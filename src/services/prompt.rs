//! Prompt construction for recipe generation.
//!
//! Pure string building so the wording can be asserted in tests without any
//! network involvement. The prompt demands exact, verbatim use of the
//! user's main ingredients; substitution with similar ingredients is not
//! allowed.

use crate::models::recipe::RecipeRequest;

const DEFAULT_INGREDIENTS: &str = "Any available ingredients";
const DEFAULT_EQUIPMENT: &str = "Basic kitchen equipment";

/// Build the text-model prompt embedding every request field, the strict
/// verbatim-ingredient requirement, and the expected JSON output shape.
pub fn build_recipe_prompt(request: &RecipeRequest) -> String {
    let all_cuisines = request.cuisines.join(" + ");
    let base_cuisine = request.cuisines.first().map(String::as_str).unwrap_or_default();
    let additional_cuisines = request
        .cuisines
        .iter()
        .skip(1)
        .cloned()
        .collect::<Vec<_>>()
        .join(", ");
    let main_ingredients = if request.main_ingredients.is_empty() {
        DEFAULT_INGREDIENTS
    } else {
        request.main_ingredients.as_str()
    };
    let equipment = if request.equipment.is_empty() {
        DEFAULT_EQUIPMENT.to_string()
    } else {
        request.equipment.join(", ")
    };

    format!(
        r#"Create 3 unique fusion recipes that combine {all_cuisines} cuisines.

CRITICAL REQUIREMENTS:
- Main ingredients: {main_ingredients} - You MUST use these EXACT ingredients as specified. If user says "rice", use "rice" not "jasmine rice" or "brown rice". If user says "chicken", use "chicken" not "chicken breast" or "chicken thighs". Use the ingredients exactly as written.
- Base cuisine: {base_cuisine}
- Additional cuisines: {additional_cuisines}
- Meal type: {meal_type}
- Time limit: {time_limit} minutes
- Difficulty: {difficulty}
- Spice level: {spice_level}
- Available equipment: {equipment}

For each recipe, provide:
1. A creative title that reflects the fusion
2. A catchy tagline
3. Detailed ingredients list with quantities (MUST include the exact main ingredients specified by user)
4. Step-by-step cooking instructions
5. Cooking time
6. Difficulty level
7. Spice level
8. Why this fusion works (culinary explanation)
9. A detailed image prompt for generating a beautiful food photo

Format the response as a JSON array with this structure:
[
  {{
    "title": "Recipe Title",
    "tagline": "Catchy description",
    "ingredients": ["ingredient 1", "ingredient 2", ...],
    "steps": ["step 1", "step 2", ...],
    "time": "X min",
    "difficulty": "Easy/Medium/Advanced",
    "spice": "Mild/Medium/Hot/Inferno",
    "why_it_works": "Explanation of why this fusion works",
    "image_prompt": "Detailed description for image generation"
  }}
]

IMPORTANT: The main ingredients provided by the user ({main_ingredients}) must be used EXACTLY as written. Do not substitute with similar ingredients. These ingredients should be the star of each dish."#,
        meal_type = request.meal_type,
        time_limit = request.time_limit,
        difficulty = request.difficulty,
        spice_level = request.spice_level,
    )
}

===

## What this task involves
Repeat every record, exactly as written.

## Expected output
filename src/services/prompt.rs
//! Prompt construction for recipe generation.
//!
//! Pure string building so the wording can be asserted in tests without any
//! network involvement. The prompt demands exact, verbatim use of the
//! user's main ingredients; substitution with similar ingredients is not
//! allowed.

use crate::models::recipe::RecipeRequest;

const DEFAULT_INGREDIENTS: &str = "Any available ingredients";
const DEFAULT_EQUIPMENT: &str = "Basic kitchen equipment";

/// Build the text-model prompt embedding every request field, the strict
/// verbatim-ingredient requirement, and the expected JSON output shape.
pub fn build_recipe_prompt(request: &RecipeRequest) -> String {
    let all_cuisines = request.cuisines.join(" + ");
    let base_cuisine = request.cuisines.first().map(String::as_str).unwrap_or_default();
    let additional_cuisines = request
        .cuisines
        .iter()
        .skip(1)
        .cloned()
        .collect::<Vec<_>>()
        .join(", ");
    let main_ingredients = if request.main_ingredients.is_empty() {
        DEFAULT_INGREDIENTS
    } else {
        request.main_ingredients.as_str()
    };
    let equipment = if request.equipment.is_empty() {
        DEFAULT_EQUIPMENT.to_string()
    } else {
        request.equipment.join(", ")
    };

    format!(
        r#"Create 3 unique fusion recipes that combine {all_cuisines} cuisines.

CRITICAL REQUIREMENTS:
- Main ingredients: {main_ingredients} - You MUST use these EXACT ingredients as specified. If user says "rice", use "rice" not "jasmine rice" or "brown rice". If user says "chicken", use "chicken" not "chicken breast" or "chicken thighs". Use the ingredients exactly as written.
- Base cuisine: {base_cuisine}
- Additional cuisines: {additional_cuisines}
- Meal type: {meal_type}
- Time limit: {time_limit} minutes
- Difficulty: {difficulty}
- Spice level: {spice_level}
- Available equipment: {equipment}

For each recipe, provide:
1. A creative title that reflects the fusion
2. A catchy tagline
3. Detailed ingredients list with quantities (MUST include the exact main ingredients specified by user)
4. Step-by-step cooking instructions
5. Cooking time
6. Difficulty level
7. Spice level
8. Why this fusion works (culinary explanation)
9. A detailed image prompt for generating a beautiful food photo

Format the response as a JSON array with this structure:
[
  {{
    "title": "Recipe Title",
    "tagline": "Catchy description",
    "ingredients": ["ingredient 1", "ingredient 2", ...],
    "steps": ["step 1", "step 2", ...],
    "time": "X min",
    "difficulty": "Easy/Medium/Advanced",
    "spice": "Mild/Medium/Hot/Inferno",
    "why_it_works": "Explanation of why this fusion works",
    "image_prompt": "Detailed description for image generation"
  }}
]

IMPORTANT: The main ingredients provided by the user ({main_ingredients}) must be used EXACTLY as written. Do not substitute with similar ingredients. These ingredients should be the star of each dish."#,
        meal_type = request.meal_type,
        time_limit = request.time_limit,
        difficulty = request.difficulty,
        spice_level = request.spice_level,
    )
}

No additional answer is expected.